Será un Papa de paz y de verdad

Joseph Ratzinger-Benedicto XVI: es con alegría y emoción que escribo estas líneas hablando de él, el nuevo Papa.Es la alegría de quienes, habiendo tenido la oportunidad de conocerlo de cerca, de ser consagrados obispos por la imposición de sus manos- sabe quién es este hombre, a quien la Providencia confía ahora las llaves de Pedro. Es la emoción de quienes recuerdan su profunda fe y exquisita humanidad. Quien percibe a qué abismo de entrega de amor a Dios ya los hombres se ha abierto de par en par su corazón al decir sí a la llamada, semejante a la que resonó un día para Pedro el Pescador a orillas del lago de Galilea.

Entonces, ¿quién es este hombre realmente? ¿Y por qué este nombre de Benedicto, una aparente discontinuidad con los predecesores inmediatos? Joseph Ratzinger es ante todo un hombre que desde muy joven apostó toda su vida por la causa del Evangelio: sin esta fe enamorada y viva, nada se puede entender de él. Prisionero del discípulo invisible, convencido y apasionado de Cristo, fue intrépido en todas las estaciones complejas de su existencia, desde la tragedia de la guerra hasta los años difíciles de la Alemania de la posguerra, desde los acontecimientos épicos de la reconstrucción de la posguerra hasta la época de “sociedad opulenta” que se desarrolló desde la década de 1960 hasta los días inmediatos de la crisis de las ideologías y el relativismo posmoderno, la barbarie del terrorismo y los nuevos vientos de guerra en los albores del tercer milenio.

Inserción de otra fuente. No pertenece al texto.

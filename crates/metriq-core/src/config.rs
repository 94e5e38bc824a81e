//! Configuration management for Metriq

use std::path::Path;
use std::time::Duration;

use serde::{Deserialize, Serialize};
use tracing::debug;

use crate::error::Result;

/// Prefix for environment overrides, e.g. `METRIQ__ENGINE__MAX_TOTAL_POINTS=5000`
pub const ENV_PREFIX: &str = "METRIQ";

/// Main configuration struct
#[derive(Debug, Clone, Default, Serialize, Deserialize)]
#[serde(default)]
pub struct Config {
    /// Query evaluation configuration
    pub engine: EngineConfig,

    /// Alerting configuration
    pub alerting: AlertingConfig,

    /// Logging configuration
    pub logging: LoggingConfig,
}

impl Config {
    /// Load configuration from `.env`, an optional file and `METRIQ__*` variables.
    ///
    /// Later sources override earlier ones; every missing key keeps its default.
    pub fn load(path: Option<&Path>) -> Result<Self> {
        // a missing .env file is normal
        let _ = dotenvy::dotenv();

        let mut builder = config::Config::builder();
        if let Some(path) = path {
            debug!(path = %path.display(), "Reading configuration file");
            builder = builder.add_source(config::File::from(path).required(true));
        }
        builder = builder.add_source(
            config::Environment::with_prefix(ENV_PREFIX)
                .prefix_separator("__")
                .separator("__"),
        );

        let config: Self = builder.build()?.try_deserialize()?;
        Ok(config)
    }
}

/// Query evaluation configuration
#[derive(Debug, Clone, Serialize, Deserialize)]
#[serde(default)]
pub struct EngineConfig {
    /// Series longer than this are down-sampled before rendering
    pub max_points_per_metric: usize,
    /// Total point budget for one rendered graph
    pub max_total_points: usize,
    /// Target length of the `bucket` function
    pub bucket_max_points: usize,
    /// Default window of the `mavg` function
    pub moving_average_window: usize,
    /// Minimum correlation magnitude reported by `corr`
    pub correlation_threshold: f64,
    /// Longest window `corr` accepts
    #[serde(with = "humantime_serde")]
    pub correlation_max_span: Duration,
    /// Offset from UTC used to resolve absolute dates in queries
    pub utc_offset_minutes: i32,
}

impl Default for EngineConfig {
    fn default() -> Self {
        Self {
            max_points_per_metric: 2000,
            max_total_points: 20000,
            bucket_max_points: 20,
            moving_average_window: 5,
            correlation_threshold: 0.8,
            correlation_max_span: Duration::from_secs(31 * 60),
            utc_offset_minutes: 0,
        }
    }
}

/// Alerting configuration
#[derive(Debug, Clone, Serialize, Deserialize)]
#[serde(default)]
pub struct AlertingConfig {
    /// Capacity of the ingestion channel
    pub channel_capacity: usize,
    /// Number of metrics handed to the engine at once
    pub batch_size: usize,
    /// Maximum time a partial batch waits before it is evaluated (ms)
    pub batch_timeout_ms: u64,
}

impl Default for AlertingConfig {
    fn default() -> Self {
        Self {
            channel_capacity: 1024,
            batch_size: 100,
            batch_timeout_ms: 1000,
        }
    }
}

/// Logging configuration
#[derive(Debug, Clone, Serialize, Deserialize)]
#[serde(default)]
pub struct LoggingConfig {
    /// Log level
    pub level: String,
    /// Log format (json or pretty)
    pub format: String,
}

impl Default for LoggingConfig {
    fn default() -> Self {
        Self {
            level: "info".to_string(),
            format: "pretty".to_string(),
        }
    }
}

#[cfg(test)]
mod tests {
    use super::*;
    use std::io::Write;

    #[test]
    fn test_defaults() {
        let config = Config::default();
        assert_eq!(config.engine.max_points_per_metric, 2000);
        assert_eq!(config.engine.max_total_points, 20000);
        assert_eq!(config.engine.correlation_max_span, Duration::from_secs(1860));
        assert_eq!(config.logging.format, "pretty");
    }

    #[test]
    fn test_load_from_file_keeps_missing_defaults() {
        let mut file = tempfile::Builder::new().suffix(".toml").tempfile().unwrap();
        writeln!(
            file,
            "[engine]\nbucket_max_points = 40\ncorrelation_max_span = \"10m\"\n\n[logging]\nlevel = \"debug\""
        )
        .unwrap();

        let config = Config::load(Some(file.path())).unwrap();
        assert_eq!(config.engine.bucket_max_points, 40);
        assert_eq!(config.engine.correlation_max_span, Duration::from_secs(600));
        assert_eq!(config.engine.max_total_points, 20000);
        assert_eq!(config.logging.level, "debug");
        assert_eq!(config.alerting.batch_size, 100);
    }

    #[test]
    fn test_load_missing_file_fails() {
        let result = Config::load(Some(Path::new("/nonexistent/metriq.toml")));
        assert!(matches!(result, Err(crate::Error::Config(_))));
    }
}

En todo el hombre de nuestro tiempo, participando intensamente e interpretando sus acontecimientos, Ratzinger era el creyente, con los pies plantados en la tierra, la mirada vuelta hacia el Dios que viene. Como sacerdote, como profesor de teología y pensador apreciado en todo el mundo, como obispo de una metrópolis como Munich, como Prefecto de la Congregación para la Doctrina de la Fe, Ratzinger dio testimonio de la verdad con humildad y valentía, sin ceder a las modas y sin complacer jamás la lógica del éxito en este mundo. Su pasión por la verdad no es otra que su amor a Cristo. Su firme propósito de servirlo y anunciarlo a los hombres no es otro que su obediencia al Maestro que envía al discípulo hasta los confines de la tierra.

Quien separó la verdad del amor en Ratzinger no habría entendido nada de este hombre, de su refinamiento intelectual, de la pasión de su vida, de la misericordia y atención al prójimo de que está dotado. En el discurso de la celebración que precedió al Cónclave fue simplemente él mismo, abriéndonos su corazón: verdad y misericordia son las palabras clave de aquella homilía, que hoy se presenta como una indicación preciosa para los días venideros. La verdad no se dice contra nadie, sino por amor a todos. La misericordia no es irenismo ingenuo, sino amor dispuesto a dar su vida dando testimonio del único horizonte de luz y esperanza que nunca defrauda: Dios.

El gigante de la fe es el testigo de la caridad de Cristo. Juan Pablo II lo sabía bien, ya que apreciaba la lealtad de Ratzinger no sólo y su extraordinaria cultura e inteligencia, sino sobre todo, como él me advirtió una vez, la bondad. Y es esta mezcla de amor y verdad la que siempre ha favorecido en él la capacidad de dialogar con nuestro tiempo y con sus desafíos, comenzando por los de la cultura secular, que en los más altos y significativos representantes ha correspondido con igual conocimiento y respeto ( basta pensar en los reconocimientos de la Académie en Francia y el reciente diálogo público con Habermas).